Start of Block

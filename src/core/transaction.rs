//! Transaction business logic.
//!
//! Transaction creation is the one multi-step operation that must be atomic:
//! the insert and the user balance adjustment commit together or not at all.
//! Creation also closes any still-open prior conversation for the user, so
//! the per-user state machine derived from the most recent transaction never
//! observes two open conversations at once. The reporting flag is flipped by
//! id set, never by filter, so concurrently created transactions cannot be
//! marked reported without being counted.

use crate::{
    entities::{
        Transaction, User,
        transaction::{self, Category, TransactionType},
        user,
    },
    errors::{Error, Result},
};
use sea_orm::{QueryOrder, QuerySelect, Set, TransactionTrait, prelude::*, sea_query::Expr};

/// Creates a transaction and adjusts the user's balance in one atomic unit.
///
/// CREDIT adds the amount to the balance; DEBIT subtracts its absolute value.
/// Any prior open conversation for the user is closed inside the same
/// database transaction (most recent wins).
pub async fn create_transaction(
    db: &DatabaseConnection,
    user_id: i64,
    amount: f64,
    category: Category,
    transaction_type: TransactionType,
    store_name: Option<String>,
) -> Result<transaction::Model> {
    if amount == 0.0 || !amount.is_finite() {
        return Err(Error::InvalidAmount { amount });
    }

    let txn = db.begin().await?;

    User::find_by_id(user_id)
        .one(&txn)
        .await?
        .ok_or_else(|| Error::UserNotFound {
            id: user_id.to_string(),
        })?;

    // Most recent wins: supersede any conversation still open for this user
    Transaction::update_many()
        .col_expr(transaction::Column::IsConversationClosed, Expr::value(true))
        .filter(transaction::Column::UserId.eq(user_id))
        .filter(transaction::Column::IsConversationClosed.eq(false))
        .exec(&txn)
        .await?;

    let model = transaction::ActiveModel {
        user_id: Set(user_id),
        amount: Set(amount),
        category: Set(category),
        transaction_type: Set(transaction_type),
        store_name: Set(store_name),
        date: Set(chrono::Utc::now()),
        context: Set(None),
        is_reported: Set(false),
        is_conversation_closed: Set(false),
        latest_response_id: Set(None),
        ..Default::default()
    };
    let result = model.insert(&txn).await?;

    let delta = match transaction_type {
        TransactionType::Credit => amount,
        TransactionType::Debit => -amount.abs(),
    };
    User::update_many()
        .col_expr(
            user::Column::Balance,
            Expr::col(user::Column::Balance).add(delta),
        )
        .filter(user::Column::Id.eq(user_id))
        .exec(&txn)
        .await?;

    txn.commit().await?;

    Ok(result)
}

/// Retrieves all transactions, newest first.
pub async fn get_transactions(db: &DatabaseConnection) -> Result<Vec<transaction::Model>> {
    Transaction::find()
        .order_by_desc(transaction::Column::Date)
        .order_by_desc(transaction::Column::Id)
        .all(db)
        .await
        .map_err(Into::into)
}

/// Retrieves a user's transactions, newest first.
pub async fn get_transactions_by_user(
    db: &DatabaseConnection,
    user_id: i64,
) -> Result<Vec<transaction::Model>> {
    Transaction::find()
        .filter(transaction::Column::UserId.eq(user_id))
        .order_by_desc(transaction::Column::Date)
        .order_by_desc(transaction::Column::Id)
        .all(db)
        .await
        .map_err(Into::into)
}

/// Retrieves a specific transaction by id.
pub async fn get_transaction_by_id(
    db: &DatabaseConnection,
    transaction_id: i64,
) -> Result<Option<transaction::Model>> {
    Transaction::find_by_id(transaction_id)
        .one(db)
        .await
        .map_err(Into::into)
}

/// Retrieves a specific transaction by id, failing if absent.
pub async fn require_transaction(
    db: &DatabaseConnection,
    transaction_id: i64,
) -> Result<transaction::Model> {
    get_transaction_by_id(db, transaction_id)
        .await?
        .ok_or(Error::TransactionNotFound { id: transaction_id })
}

/// The user's most recent transaction, which drives the conversation state.
pub async fn latest_transaction(
    db: &DatabaseConnection,
    user_id: i64,
) -> Result<Option<transaction::Model>> {
    Transaction::find()
        .filter(transaction::Column::UserId.eq(user_id))
        .order_by_desc(transaction::Column::Date)
        .order_by_desc(transaction::Column::Id)
        .one(db)
        .await
        .map_err(Into::into)
}

/// A user's not-yet-reported transactions, newest first.
pub async fn get_unreported_transactions(
    db: &DatabaseConnection,
    user_id: i64,
) -> Result<Vec<transaction::Model>> {
    Transaction::find()
        .filter(transaction::Column::UserId.eq(user_id))
        .filter(transaction::Column::IsReported.eq(false))
        .order_by_desc(transaction::Column::Date)
        .order_by_desc(transaction::Column::Id)
        .all(db)
        .await
        .map_err(Into::into)
}

/// Flags exactly the given transactions as reported.
///
/// Takes the snapshot of ids the aggregator summarized; transactions created
/// after the snapshot stay unreported for the next run.
pub async fn mark_transactions_reported(db: &DatabaseConnection, ids: &[i64]) -> Result<()> {
    if ids.is_empty() {
        return Ok(());
    }
    Transaction::update_many()
        .col_expr(transaction::Column::IsReported, Expr::value(true))
        .filter(transaction::Column::Id.is_in(ids.to_vec()))
        .exec(db)
        .await?;
    Ok(())
}

/// Stores the context extracted from the user's conversation.
pub async fn update_transaction_context(
    db: &DatabaseConnection,
    transaction_id: i64,
    context: &str,
) -> Result<transaction::Model> {
    let found = require_transaction(db, transaction_id).await?;
    let mut active: transaction::ActiveModel = found.into();
    active.context = Set(Some(context.to_string()));
    active.update(db).await.map_err(Into::into)
}

/// Stores the latest completion-provider continuation token.
pub async fn update_transaction_response_id(
    db: &DatabaseConnection,
    transaction_id: i64,
    response_id: &str,
) -> Result<transaction::Model> {
    let found = require_transaction(db, transaction_id).await?;
    let mut active: transaction::ActiveModel = found.into();
    active.latest_response_id = Set(Some(response_id.to_string()));
    active.update(db).await.map_err(Into::into)
}

/// Closes the context conversation for a transaction. Terminal.
pub async fn close_conversation(
    db: &DatabaseConnection,
    transaction_id: i64,
) -> Result<transaction::Model> {
    let found = require_transaction(db, transaction_id).await?;
    let mut active: transaction::ActiveModel = found.into();
    active.is_conversation_closed = Set(true);
    active.update(db).await.map_err(Into::into)
}

/// Recent transactions in the same category, excluding one id.
pub async fn recent_by_category(
    db: &DatabaseConnection,
    user_id: i64,
    category: Category,
    exclude_id: i64,
    limit: u64,
) -> Result<Vec<transaction::Model>> {
    Transaction::find()
        .filter(transaction::Column::UserId.eq(user_id))
        .filter(transaction::Column::Category.eq(category))
        .filter(transaction::Column::Id.ne(exclude_id))
        .order_by_desc(transaction::Column::Date)
        .order_by_desc(transaction::Column::Id)
        .limit(limit)
        .all(db)
        .await
        .map_err(Into::into)
}

/// Recent transactions at the same store, excluding one id.
pub async fn recent_by_store(
    db: &DatabaseConnection,
    user_id: i64,
    store_name: &str,
    exclude_id: i64,
    limit: u64,
) -> Result<Vec<transaction::Model>> {
    Transaction::find()
        .filter(transaction::Column::UserId.eq(user_id))
        .filter(transaction::Column::StoreName.eq(store_name))
        .filter(transaction::Column::Id.ne(exclude_id))
        .order_by_desc(transaction::Column::Date)
        .order_by_desc(transaction::Column::Id)
        .limit(limit)
        .all(db)
        .await
        .map_err(Into::into)
}

/// Most recent transactions overall, excluding one id.
pub async fn recent_overall(
    db: &DatabaseConnection,
    user_id: i64,
    exclude_id: i64,
    limit: u64,
) -> Result<Vec<transaction::Model>> {
    Transaction::find()
        .filter(transaction::Column::UserId.eq(user_id))
        .filter(transaction::Column::Id.ne(exclude_id))
        .order_by_desc(transaction::Column::Date)
        .order_by_desc(transaction::Column::Id)
        .limit(limit)
        .all(db)
        .await
        .map_err(Into::into)
}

End of Block

**What the task asks**
Extract all the entries word for word.

**Solved exercise**
filename src/core/transaction.rs
//! Transaction business logic.
//!
//! Transaction creation is the one multi-step operation that must be atomic:
//! the insert and the user balance adjustment commit together or not at all.
//! Creation also closes any still-open prior conversation for the user, so
//! the per-user state machine derived from the most recent transaction never
//! observes two open conversations at once. The reporting flag is flipped by
//! id set, never by filter, so concurrently created transactions cannot be
//! marked reported without being counted.

use crate::{
    entities::{
        Transaction, User,
        transaction::{self, Category, TransactionType},
        user,
    },
    errors::{Error, Result},
};
use sea_orm::{QueryOrder, QuerySelect, Set, TransactionTrait, prelude::*, sea_query::Expr};

/// Creates a transaction and adjusts the user's balance in one atomic unit.
///
/// CREDIT adds the amount to the balance; DEBIT subtracts its absolute value.
/// Any prior open conversation for the user is closed inside the same
/// database transaction (most recent wins).
pub async fn create_transaction(
    db: &DatabaseConnection,
    user_id: i64,
    amount: f64,
    category: Category,
    transaction_type: TransactionType,
    store_name: Option<String>,
) -> Result<transaction::Model> {
    if amount == 0.0 || !amount.is_finite() {
        return Err(Error::InvalidAmount { amount });
    }

    let txn = db.begin().await?;

    User::find_by_id(user_id)
        .one(&txn)
        .await?
        .ok_or_else(|| Error::UserNotFound {
            id: user_id.to_string(),
        })?;

    // Most recent wins: supersede any conversation still open for this user
    Transaction::update_many()
        .col_expr(transaction::Column::IsConversationClosed, Expr::value(true))
        .filter(transaction::Column::UserId.eq(user_id))
        .filter(transaction::Column::IsConversationClosed.eq(false))
        .exec(&txn)
        .await?;

    let model = transaction::ActiveModel {
        user_id: Set(user_id),
        amount: Set(amount),
        category: Set(category),
        transaction_type: Set(transaction_type),
        store_name: Set(store_name),
        date: Set(chrono::Utc::now()),
        context: Set(None),
        is_reported: Set(false),
        is_conversation_closed: Set(false),
        latest_response_id: Set(None),
        ..Default::default()
    };
    let result = model.insert(&txn).await?;

    let delta = match transaction_type {
        TransactionType::Credit => amount,
        TransactionType::Debit => -amount.abs(),
    };
    User::update_many()
        .col_expr(
            user::Column::Balance,
            Expr::col(user::Column::Balance).add(delta),
        )
        .filter(user::Column::Id.eq(user_id))
        .exec(&txn)
        .await?;

    txn.commit().await?;

    Ok(result)
}

/// Retrieves all transactions, newest first.
pub async fn get_transactions(db: &DatabaseConnection) -> Result<Vec<transaction::Model>> {
    Transaction::find()
        .order_by_desc(transaction::Column::Date)
        .order_by_desc(transaction::Column::Id)
        .all(db)
        .await
        .map_err(Into::into)
}

/// Retrieves a user's transactions, newest first.
pub async fn get_transactions_by_user(
    db: &DatabaseConnection,
    user_id: i64,
) -> Result<Vec<transaction::Model>> {
    Transaction::find()
        .filter(transaction::Column::UserId.eq(user_id))
        .order_by_desc(transaction::Column::Date)
        .order_by_desc(transaction::Column::Id)
        .all(db)
        .await
        .map_err(Into::into)
}

/// Retrieves a specific transaction by id.
pub async fn get_transaction_by_id(
    db: &DatabaseConnection,
    transaction_id: i64,
) -> Result<Option<transaction::Model>> {
    Transaction::find_by_id(transaction_id)
        .one(db)
        .await
        .map_err(Into::into)
}

/// Retrieves a specific transaction by id, failing if absent.
pub async fn require_transaction(
    db: &DatabaseConnection,
    transaction_id: i64,
) -> Result<transaction::Model> {
    get_transaction_by_id(db, transaction_id)
        .await?
        .ok_or(Error::TransactionNotFound { id: transaction_id })
}

/// The user's most recent transaction, which drives the conversation state.
pub async fn latest_transaction(
    db: &DatabaseConnection,
    user_id: i64,
) -> Result<Option<transaction::Model>> {
    Transaction::find()
        .filter(transaction::Column::UserId.eq(user_id))
        .order_by_desc(transaction::Column::Date)
        .order_by_desc(transaction::Column::Id)
        .one(db)
        .await
        .map_err(Into::into)
}

/// A user's not-yet-reported transactions, newest first.
pub async fn get_unreported_transactions(
    db: &DatabaseConnection,
    user_id: i64,
) -> Result<Vec<transaction::Model>> {
    Transaction::find()
        .filter(transaction::Column::UserId.eq(user_id))
        .filter(transaction::Column::IsReported.eq(false))
        .order_by_desc(transaction::Column::Date)
        .order_by_desc(transaction::Column::Id)
        .all(db)
        .await
        .map_err(Into::into)
}

/// Flags exactly the given transactions as reported.
///
/// Takes the snapshot of ids the aggregator summarized; transactions created
/// after the snapshot stay unreported for the next run.
pub async fn mark_transactions_reported(db: &DatabaseConnection, ids: &[i64]) -> Result<()> {
    if ids.is_empty() {
        return Ok(());
    }
    Transaction::update_many()
        .col_expr(transaction::Column::IsReported, Expr::value(true))
        .filter(transaction::Column::Id.is_in(ids.to_vec()))
        .exec(db)
        .await?;
    Ok(())
}

/// Stores the context extracted from the user's conversation.
pub async fn update_transaction_context(
    db: &DatabaseConnection,
    transaction_id: i64,
    context: &str,
) -> Result<transaction::Model> {
    let found = require_transaction(db, transaction_id).await?;
    let mut active: transaction::ActiveModel = found.into();
    active.context = Set(Some(context.to_string()));
    active.update(db).await.map_err(Into::into)
}

/// Stores the latest completion-provider continuation token.
pub async fn update_transaction_response_id(
    db: &DatabaseConnection,
    transaction_id: i64,
    response_id: &str,
) -> Result<transaction::Model> {
    let found = require_transaction(db, transaction_id).await?;
    let mut active: transaction::ActiveModel = found.into();
    active.latest_response_id = Set(Some(response_id.to_string()));
    active.update(db).await.map_err(Into::into)
}

/// Closes the context conversation for a transaction. Terminal.
pub async fn close_conversation(
    db: &DatabaseConnection,
    transaction_id: i64,
) -> Result<transaction::Model> {
    let found = require_transaction(db, transaction_id).await?;
    let mut active: transaction::ActiveModel = found.into();
    active.is_conversation_closed = Set(true);
    active.update(db).await.map_err(Into::into)
}

/// Recent transactions in the same category, excluding one id.
pub async fn recent_by_category(
    db: &DatabaseConnection,
    user_id: i64,
    category: Category,
    exclude_id: i64,
    limit: u64,
) -> Result<Vec<transaction::Model>> {
    Transaction::find()
        .filter(transaction::Column::UserId.eq(user_id))
        .filter(transaction::Column::Category.eq(category))
        .filter(transaction::Column::Id.ne(exclude_id))
        .order_by_desc(transaction::Column::Date)
        .order_by_desc(transaction::Column::Id)
        .limit(limit)
        .all(db)
        .await
        .map_err(Into::into)
}

/// Recent transactions at the same store, excluding one id.
pub async fn recent_by_store(
    db: &DatabaseConnection,
    user_id: i64,
    store_name: &str,
    exclude_id: i64,
    limit: u64,
) -> Result<Vec<transaction::Model>> {
    Transaction::find()
        .filter(transaction::Column::UserId.eq(user_id))
        .filter(transaction::Column::StoreName.eq(store_name))
        .filter(transaction::Column::Id.ne(exclude_id))
        .order_by_desc(transaction::Column::Date)
        .order_by_desc(transaction::Column::Id)
        .limit(limit)
        .all(db)
        .await
        .map_err(Into::into)
}

/// Most recent transactions overall, excluding one id.
pub async fn recent_overall(
    db: &DatabaseConnection,
    user_id: i64,
    exclude_id: i64,
    limit: u64,
) -> Result<Vec<transaction::Model>> {
    Transaction::find()
        .filter(transaction::Column::UserId.eq(user_id))
        .filter(transaction::Column::Id.ne(exclude_id))
        .order_by_desc(transaction::Column::Date)
        .order_by_desc(transaction::Column::Id)
        .limit(limit)
        .all(db)
        .await
        .map_err(Into::into)
}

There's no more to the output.